For each line below that holds the word "RegexTypeMatcher", make a copy.

━━━ Material for this exercise

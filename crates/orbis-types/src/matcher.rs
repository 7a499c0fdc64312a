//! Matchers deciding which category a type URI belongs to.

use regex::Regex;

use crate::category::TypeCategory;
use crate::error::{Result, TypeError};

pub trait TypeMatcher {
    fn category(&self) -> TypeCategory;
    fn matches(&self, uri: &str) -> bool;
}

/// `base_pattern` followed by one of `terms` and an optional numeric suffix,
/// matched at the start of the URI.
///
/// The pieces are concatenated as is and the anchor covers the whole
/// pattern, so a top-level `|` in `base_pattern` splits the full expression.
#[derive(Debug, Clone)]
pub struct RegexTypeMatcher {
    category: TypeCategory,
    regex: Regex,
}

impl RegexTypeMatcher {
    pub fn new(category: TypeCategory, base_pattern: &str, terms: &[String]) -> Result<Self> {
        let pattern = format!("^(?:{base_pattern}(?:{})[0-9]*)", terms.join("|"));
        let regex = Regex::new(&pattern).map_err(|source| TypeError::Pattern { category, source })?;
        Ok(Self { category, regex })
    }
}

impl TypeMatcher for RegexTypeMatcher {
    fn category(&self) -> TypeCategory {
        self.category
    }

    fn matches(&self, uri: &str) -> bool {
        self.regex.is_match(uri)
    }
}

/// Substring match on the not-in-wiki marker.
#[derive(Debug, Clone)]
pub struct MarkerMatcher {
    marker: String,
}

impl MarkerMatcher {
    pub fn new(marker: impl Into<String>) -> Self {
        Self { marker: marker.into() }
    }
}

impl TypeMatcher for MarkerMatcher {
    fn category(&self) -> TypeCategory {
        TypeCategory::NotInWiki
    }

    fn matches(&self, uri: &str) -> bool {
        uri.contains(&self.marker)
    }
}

━━━━━━

Your solution:
pub struct RegexTypeMatcher {
impl RegexTypeMatcher {
impl TypeMatcher for RegexTypeMatcher {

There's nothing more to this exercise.